▶ [Extracted entries]
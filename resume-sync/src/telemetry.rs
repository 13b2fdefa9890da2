//! Tracing initialisation: an `EnvFilter` (default `info`), console output, and optionally an
//! OTLP exporter.
//!
//! OTLP export is off unless `enable_otel_export` is set. When on, the exporter reads the usual
//! OpenTelemetry variables:
//!
//! - `OTEL_EXPORTER_OTLP_ENDPOINT` (default `http://localhost:4318`)
//! - `OTEL_EXPORTER_OTLP_PROTOCOL` - `http/protobuf` or `http/json`
//! - `OTEL_EXPORTER_OTLP_HEADERS` - comma-separated `key=value` pairs, `%20` decoded to a space
//! - `OTEL_SERVICE_NAME` (default `resume-sync`)
//!
//! ```bash
//! export OTEL_EXPORTER_OTLP_ENDPOINT="https://otlp-gateway.example.com/otlp"
//! export OTEL_EXPORTER_OTLP_HEADERS="Authorization=Basic%20<token>"
//! ```

use opentelemetry::KeyValue;
use opentelemetry::trace::TracerProvider as _;
use opentelemetry_otlp::{Protocol, WithExportConfig, WithHttpConfig};
use opentelemetry_sdk::trace::{SdkTracerProvider, Tracer};
use std::collections::HashMap;
use std::sync::OnceLock;
use tracing::info;
use tracing_subscriber::EnvFilter;
use tracing_subscriber::layer::SubscriberExt;
use tracing_subscriber::util::SubscriberInitExt;

const DEFAULT_SERVICE_NAME: &str = "resume-sync";

/// Kept so pending spans can be flushed on shutdown; `tracing-opentelemetry` only holds the tracer.
static TRACER_PROVIDER: OnceLock<SdkTracerProvider> = OnceLock::new();

/// Install the global subscriber. Fails only if one is already installed.
///
/// An OTLP exporter that cannot be built is reported and skipped; console logging still comes up.
pub fn init_telemetry(enable_otel_export: bool) -> anyhow::Result<()> {
    let env_filter = EnvFilter::try_from_default_env().unwrap_or_else(|_| EnvFilter::new("info"));

    let (tracer, otlp_status) = if enable_otel_export {
        match create_otlp_tracer() {
            Ok(tracer) => (Some(tracer), "enabled".to_string()),
            Err(e) => (None, format!("unavailable: {e}")),
        }
    } else {
        (None, "disabled".to_string())
    };

    tracing_subscriber::registry()
        .with(env_filter)
        .with(tracing_subscriber::fmt::layer())
        .with(tracer.map(|t| tracing_opentelemetry::layer().with_tracer(t)))
        .try_init()?;

    info!(otlp = %otlp_status, "Telemetry initialized");
    Ok(())
}

fn create_otlp_tracer() -> anyhow::Result<Tracer> {
    let service_name = std::env::var("OTEL_SERVICE_NAME").unwrap_or_else(|_| DEFAULT_SERVICE_NAME.to_string());
    let endpoint = std::env::var("OTEL_EXPORTER_OTLP_ENDPOINT").unwrap_or_else(|_| "http://localhost:4318".to_string());
    let headers = std::env::var("OTEL_EXPORTER_OTLP_HEADERS")
        .map(|raw| parse_headers(&raw))
        .unwrap_or_default();

    let protocol = match std::env::var("OTEL_EXPORTER_OTLP_PROTOCOL").as_deref() {
        Ok("http/json") => Protocol::HttpJson,
        _ => Protocol::HttpBinary,
    };

    eprintln!(
        "[OTLP] service={service_name} endpoint={endpoint} protocol={protocol:?} headers={}",
        headers.len()
    );

    let exporter = opentelemetry_otlp::SpanExporter::builder()
        .with_http()
        .with_endpoint(&endpoint)
        .with_protocol(protocol)
        .with_headers(headers)
        .build()?;

    let provider = SdkTracerProvider::builder()
        .with_batch_exporter(exporter)
        .with_resource(
            opentelemetry_sdk::Resource::builder()
                .with_attribute(KeyValue::new("service.name", service_name.clone()))
                .build(),
        )
        .build();

    let tracer = provider.tracer(service_name);
    let _ = TRACER_PROVIDER.set(provider);
    Ok(tracer)
}

fn parse_headers(raw: &str) -> HashMap<String, String> {
    raw.replace("%20", " ")
        .split(',')
        .filter_map(|pair| pair.split_once('='))
        .map(|(key, value)| (key.trim().to_string(), value.trim().to_string()))
        .filter(|(key, _)| !key.is_empty())
        .collect()
}

/// Flush and stop the OTLP exporter, if one was started.
pub fn shutdown_telemetry() {
    if let Some(provider) = TRACER_PROVIDER.get()
        && let Err(e) = provider.shutdown()
    {
        tracing::error!("Failed to shutdown tracer provider: {}", e);
    }
}
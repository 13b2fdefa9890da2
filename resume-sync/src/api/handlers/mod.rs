//! HTTP handlers.
//!
//! - [`resume_sync`]: the HubSpot webhook receiver

pub mod resume_sync;
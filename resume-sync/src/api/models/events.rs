//! HubSpot webhook notifications.

use serde::{Deserialize, Serialize};
use serde_json::Value;
use std::fmt;

/// HubSpot object id as it appeared in the payload: usually a number, occasionally a string.
/// Echoed back unchanged in result records.
#[derive(Debug, Clone, PartialEq, Eq, Serialize, Deserialize)]
#[serde(untagged)]
pub enum ContactId {
    Number(serde_json::Number),
    Text(String),
}

impl ContactId {
    /// `None` for anything that cannot name a contact (missing, `0`, blank, non-scalar).
    pub fn from_value(value: &Value) -> Option<Self> {
        match value {
            Value::Number(n) if n.as_u64() != Some(0) => Some(Self::Number(n.clone())),
            Value::String(s) if !s.trim().is_empty() => Some(Self::Text(s.trim().to_string())),
            _ => None,
        }
    }
}

impl fmt::Display for ContactId {
    fn fmt(&self, f: &mut fmt::Formatter<'_>) -> fmt::Result {
        match self {
            ContactId::Number(n) => write!(f, "{n}"),
            ContactId::Text(s) => f.write_str(s),
        }
    }
}

impl From<u64> for ContactId {
    fn from(id: u64) -> Self {
        ContactId::Number(id.into())
    }
}

/// One item of a webhook delivery. Unknown members are ignored.
#[derive(Debug, Clone, Default, PartialEq, Serialize, Deserialize)]
#[serde(rename_all = "camelCase")]
pub struct WebhookEvent {
    #[serde(default, skip_serializing_if = "Option::is_none")]
    pub subscription_type: Option<String>,
    #[serde(default, skip_serializing_if = "Option::is_none")]
    pub property_name: Option<String>,
    #[serde(default, skip_serializing_if = "Value::is_null")]
    pub object_id: Value,
}

impl WebhookEvent {
    /// Items that are not JSON objects, or whose members have the wrong shape, become an empty
    /// event that no subscription matches.
    pub fn from_value(value: Value) -> Self {
        serde_json::from_value(value).unwrap_or_default()
    }

    pub fn contact_id(&self) -> Option<ContactId> {
        ContactId::from_value(&self.object_id)
    }
}

/// A delivery body: a JSON array of events or a single event object.
pub fn parse_events(body: &[u8]) -> Result<Vec<WebhookEvent>, serde_json::Error> {
    if body.iter().all(u8::is_ascii_whitespace) {
        return Ok(Vec::new());
    }

    let events = match serde_json::from_slice::<Value>(body)? {
        Value::Array(items) => items.into_iter().map(WebhookEvent::from_value).collect(),
        single => vec![WebhookEvent::from_value(single)],
    };
    Ok(events)
}

#[cfg(test)]
mod tests {
    use super::*;
    use serde_json::json;

    #[test]
    fn test_parse_array_and_single_object() {
        let events = parse_events(
            br#"[{"subscriptionType":"object.propertyChange","objectId":42,"propertyName":"resume","portalId":1},
                 {"subscriptionType":"object.creation","objectId":"43"}]"#,
        )
        .unwrap();
        assert_eq!(events.len(), 2);
        assert_eq!(events[0].property_name.as_deref(), Some("resume"));
        assert_eq!(events[0].contact_id(), Some(ContactId::from(42)));
        assert_eq!(events[1].contact_id(), Some(ContactId::Text("43".to_string())));

        let events = parse_events(br#"{"subscriptionType":"object.propertyChange","objectId":7}"#).unwrap();
        assert_eq!(events.len(), 1);
        assert_eq!(events[0].property_name, None);
    }

    #[test]
    fn test_empty_body_is_no_events() {
        assert!(parse_events(b"").unwrap().is_empty());
        assert!(parse_events(b"  \n").unwrap().is_empty());
        assert!(parse_events(b"[]").unwrap().is_empty());
    }

    #[test]
    fn test_invalid_json_rejected() {
        assert!(parse_events(b"{not json").is_err());
    }

    #[test]
    fn test_odd_items_become_empty_events() {
        let events = parse_events(br#"[3, {"propertyName": 5}]"#).unwrap();
        assert_eq!(events, vec![WebhookEvent::default(), WebhookEvent::default()]);
    }

    #[test]
    fn test_contact_id_shapes() {
        assert_eq!(ContactId::from_value(&json!(0)), None);
        assert_eq!(ContactId::from_value(&json!("  ")), None);
        assert_eq!(ContactId::from_value(&json!(null)), None);
        assert_eq!(ContactId::from_value(&json!({"id": 1})), None);

        let id = ContactId::from_value(&json!(100133051)).unwrap();
        assert_eq!(id.to_string(), "100133051");
        assert_eq!(serde_json::to_value(&id).unwrap(), json!(100133051));

        let id = ContactId::from_value(&json!("abc-1")).unwrap();
        assert_eq!(serde_json::to_value(&id).unwrap(), json!("abc-1"));
    }
}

▶ [Description of the task] Going through the records above, count the lines that include the word "WebhookEvent". Give the number alone.

▶ [Response box] 6